On the far end of our unit is a really nice, young couple who lived here together while they went to UCF, a year or two ago they graduated and got married.  Next to them is a man who is going through a divorce, he's a handyman guy good with  plumbing and stuff, very friendly.  So friendly he loaned us a "documentary" which turned out to be a DVD "proving" how Obama is the antichrist.  How long do you keep a thing like that under the pretense that you might watch it?  We had it for a month or two before he asked for it back.  It's just terrible how busy we were the whole time we had it.

Between Conspiracy Theorist and us was, seriously, the sweetest old lady ever.  Sweet Helen was always bustling around outside, growing gorgeous roses, sweeping the sidewalk, shooing away the ducks so they wouldn't poop on our back patio, then hosing off the duck poop, then putting up a little wire fence around the patio to keep the ducks out.   And though her hearing wasn't great she seemed to be doing just fine living there by herself.

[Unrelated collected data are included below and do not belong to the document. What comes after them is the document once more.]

//! # World Snapshots
//!
//! A [`WorldSnapshot`] is the serde-serializable image of a world: objects in
//! depth-first pre-order (a parent always precedes its children) and, per
//! component type, the raw bytes each component wrote through its
//! [`ComponentWriter`].
//!
//! Object references inside component data are written as indices into the
//! snapshot's object list so they survive a reload into fresh handles.

use std::collections::HashMap;

use bytemuck::Pod;
use hearth_shared::Transform;
use serde::{Deserialize, Serialize};

use super::handle::GameObjectHandle;
use crate::error::{WorldError, WorldResult};

/// Marker written for an object reference that is not part of the snapshot.
const NO_OBJECT: u32 = u32::MAX;

/// One serialized game object.
#[derive(Clone, Debug, PartialEq, Serialize, Deserialize)]
pub struct ObjectRecord {
    /// Name.
    pub name: String,
    /// Index of the parent in the snapshot's object list.
    pub parent: Option<u32>,
    /// Transform relative to the parent.
    pub local_transform: Transform,
    /// Own active flag.
    pub active: bool,
    /// Team id.
    pub team_id: u16,
    /// User flag bits (24..32) and notification flags.
    pub user_flags: u32,
}

/// One serialized component.
#[derive(Clone, Debug, PartialEq, Eq, Serialize, Deserialize)]
pub struct ComponentRecord {
    /// Index of the owner in the snapshot's object list.
    pub owner: u32,
    /// Own active flag.
    pub active: bool,
    /// Bytes written by the component.
    pub data: Vec<u8>,
}

/// All serialized components of one type.
#[derive(Clone, Debug, PartialEq, Eq, Serialize, Deserialize)]
pub struct ComponentTypeRecord {
    /// Stable type name, matched on load.
    pub type_name: String,
    /// Layout version the data was written with.
    pub version: u32,
    /// The components.
    pub components: Vec<ComponentRecord>,
}

/// Serializable image of a world.
#[derive(Clone, Debug, Default, PartialEq, Serialize, Deserialize)]
pub struct WorldSnapshot {
    /// Objects, parents first.
    pub objects: Vec<ObjectRecord>,
    /// Components grouped by type.
    pub component_types: Vec<ComponentTypeRecord>,
}

impl WorldSnapshot {
    /// Total number of components.
    #[must_use]
    pub fn component_count(&self) -> usize {
        self.component_types.iter().map(|t| t.components.len()).sum()
    }
}

/// Byte sink handed to [`Component::serialize`](super::Component::serialize).
pub struct ComponentWriter<'a> {
    bytes: Vec<u8>,
    object_indices: &'a HashMap<GameObjectHandle, u32>,
}

impl<'a> ComponentWriter<'a> {
    pub(crate) fn new(object_indices: &'a HashMap<GameObjectHandle, u32>) -> Self {
        Self {
            bytes: Vec::new(),
            object_indices,
        }
    }

    /// Writes a plain-old-data value.
    pub fn write_pod<T: Pod>(&mut self, value: T) {
        self.bytes.extend_from_slice(bytemuck::bytes_of(&value));
    }

    /// Writes a length-prefixed string.
    pub fn write_str(&mut self, value: &str) {
        self.write_pod(value.len() as u32);
        self.bytes.extend_from_slice(value.as_bytes());
    }

    /// Writes a reference to another object. Objects outside the snapshot
    /// read back as the invalidated handle.
    pub fn write_object_ref(&mut self, object: GameObjectHandle) {
        let index = self.object_indices.get(&object).copied().unwrap_or(NO_OBJECT);
        self.write_pod(index);
    }

    pub(crate) fn into_bytes(self) -> Vec<u8> {
        self.bytes
    }
}

/// Byte source handed to [`Component::deserialize`](super::Component::deserialize).
pub struct ComponentReader<'a> {
    bytes: &'a [u8],
    cursor: usize,
    objects: &'a [GameObjectHandle],
}

impl<'a> ComponentReader<'a> {
    pub(crate) fn new(bytes: &'a [u8], objects: &'a [GameObjectHandle]) -> Self {
        Self {
            bytes,
            cursor: 0,
            objects,
        }
    }

    /// Bytes not read yet.
    #[must_use]
    pub fn remaining(&self) -> usize {
        self.bytes.len() - self.cursor
    }

    fn take(&mut self, len: usize) -> WorldResult<&'a [u8]> {
        let end = self.cursor.checked_add(len).filter(|end| *end <= self.bytes.len());
        let Some(end) = end else {
            return Err(WorldError::MalformedData {
                reason: format!("needed {len} bytes at offset {}, {} left", self.cursor, self.remaining()),
            });
        };
        let bytes: &'a [u8] = self.bytes;
        let slice = &bytes[self.cursor..end];
        self.cursor = end;
        Ok(slice)
    }

    /// Reads a plain-old-data value.
    ///
    /// # Errors
    ///
    /// [`WorldError::MalformedData`] if the data ends early.
    pub fn read_pod<T: Pod>(&mut self) -> WorldResult<T> {
        let bytes = self.take(std::mem::size_of::<T>())?;
        Ok(bytemuck::pod_read_unaligned(bytes))
    }

    /// Reads a string written by [`ComponentWriter::write_str`].
    ///
    /// # Errors
    ///
    /// [`WorldError::MalformedData`] on truncated or non-UTF-8 data.
    pub fn read_str(&mut self) -> WorldResult<String> {
        let len = self.read_pod::<u32>()? as usize;
        let bytes = self.take(len)?;
        String::from_utf8(bytes.to_vec()).map_err(|e| WorldError::MalformedData { reason: e.to_string() })
    }

    /// Reads an object reference, mapped to the handle of the reloaded
    /// object.
    ///
    /// # Errors
    ///
    /// [`WorldError::MalformedData`] if the data ends early or the index is
    /// outside the snapshot.
    pub fn read_object_ref(&mut self) -> WorldResult<GameObjectHandle> {
        let index = self.read_pod::<u32>()?;
        if index == NO_OBJECT {
            return Ok(GameObjectHandle::INVALID);
        }
        self.objects
            .get(index as usize)
            .copied()
            .ok_or_else(|| WorldError::MalformedData {
                reason: format!("object reference {index} out of range"),
            })
    }
}

#[cfg(test)]
mod tests {
    use super::*;

    #[test]
    fn test_writer_reader_fields() {
        let a = GameObjectHandle::new(7, 1, 0);
        let stranger = GameObjectHandle::new(9, 0, 0);
        let indices = HashMap::from([(a, 0u32)]);

        let mut writer = ComponentWriter::new(&indices);
        writer.write_pod(42u32);
        writer.write_pod(1.5f32);
        writer.write_str("hearth");
        writer.write_object_ref(a);
        writer.write_object_ref(stranger);
        let bytes = writer.into_bytes();

        let reloaded = [GameObjectHandle::new(3, 0, 0)];
        let mut reader = ComponentReader::new(&bytes, &reloaded);
        assert_eq!(reader.read_pod::<u32>().unwrap(), 42);
        assert!((reader.read_pod::<f32>().unwrap() - 1.5).abs() < f32::EPSILON);
        assert_eq!(reader.read_str().unwrap(), "hearth");
        assert_eq!(reader.read_object_ref().unwrap(), reloaded[0]);
        assert!(reader.read_object_ref().unwrap().is_invalidated());
        assert_eq!(reader.remaining(), 0);
    }

    #[test]
    fn test_truncated_data_is_malformed() {
        let bytes = [1u8, 2];
        let mut reader = ComponentReader::new(&bytes, &[]);
        assert!(matches!(reader.read_pod::<u32>(), Err(WorldError::MalformedData { .. })));
    }

    #[test]
    fn test_object_ref_out_of_range() {
        let bytes = 5u32.to_ne_bytes();
        let mut reader = ComponentReader::new(&bytes, &[]);
        assert!(reader.read_object_ref().is_err());
    }

    #[test]
    fn test_snapshot_component_count() {
        let snapshot = WorldSnapshot {
            objects: vec![ObjectRecord {
                name: "root".into(),
                parent: None,
                local_transform: Transform::IDENTITY,
                active: true,
                team_id: 2,
                user_flags: 0,
            }],
            component_types: Vec::new(),
        };
        assert_eq!(snapshot.component_count(), 0);
        let cloned = snapshot.clone();
        assert_eq!(cloned, snapshot);
    }
}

Until she wasn't anymore.  She started having trouble walking, and when she got a walker we worried about her.  We'd go over sometimes to help her do stuff, and she'd bring over jars or bottles she couldn't get open, and then eventually her children moved her to an assisted living home near them in New York.

That was right before Christmas.  (I got her address and sent her a Christmas card.)  But now her condo has been sold, and apparently her kids moved out only her personal items, they sold her condo fully furnished to a man.

We have met him briefly a time or two, he appears to be maybe in his 60's, and apparently single.  He saw Sydney meet us at the door while we were chatting and he was very interested in her, telling us that he'd had a Siamese kitty who had died.  We never saw him move in, although his car is always here and he is clearly living here.  He doesn't seem to come outside much, which is certainly fine.  Sweet Helen was always outside, carrying in trash cans for people after the garbage truck left, talking to neighbors, tending to her roses.

Honestly, the one main thing I want from a neighbor with whom I share a wall is QUIET.  Be quiet!  That's all I ask for.  And so far this dude has been quiet.

But.

View of our neighbor's pile-o-crap from our back door

This is the giant pile of crap he has outside his back door.  The boxes are so high it's basically covering his back porch windows.  It smells like it's been in a garage for decades.  This isn't a neat stack of boxes, it's a pile of junk, including mugs and technical manuals of stuff that looks like it's from the 70s and plastic hangers and clothing.  Plus, that area where he has the grill and the bicycles is where I need to walk to get to the laundry room.  


View of our neighbor's pile-o-crap from the laundry room door

I know I am kind of a writer at heart when I start making up stories about people and trying to figure out exactly what might have happened and what their motivations were.  I have decided that this guy was in a giant mound of hoarding hell, maybe due to grief over the death of a spouse, so bad that he had to give up and move out into a new, clean, furnished place.  He hired Bekins movers to come in and pack up the crap that they could, and after the moved the stuff he opened the boxes and picked through.  I am guessing (although I hope this isn't the case) that his condo is full of more boxes like these.

Here is what is scaring me:  in the midst of the crap pile is what appears to be an old litter box.  There is no rational reason to have a litter box unless you have a cat who is using it.  Keeping an old plastic box that once had poop in it is not sentimental, it's crazy.

So.  Now it's Cute College Couple, Conspiracy Theorist, Hoarding Guy and us.  Greg and I are discussing how long to wait before we start complaining to the president of the condo association.  We don't want to be assholes and we don't want Hoarding Guy to feel unwelcome, but...

1 comment:

  1. Hi Ellen,
    I am married to this hoarding man (or someone like him) and am actively trying to divorce. He is not making it easy. Oh the junk. It is crazy. Her is another story to go with the junk.... He was married and the wife finally had enough, she paid someone to box up all his crap and she started a new life for her sixty year old self that did not include him and all his stuff.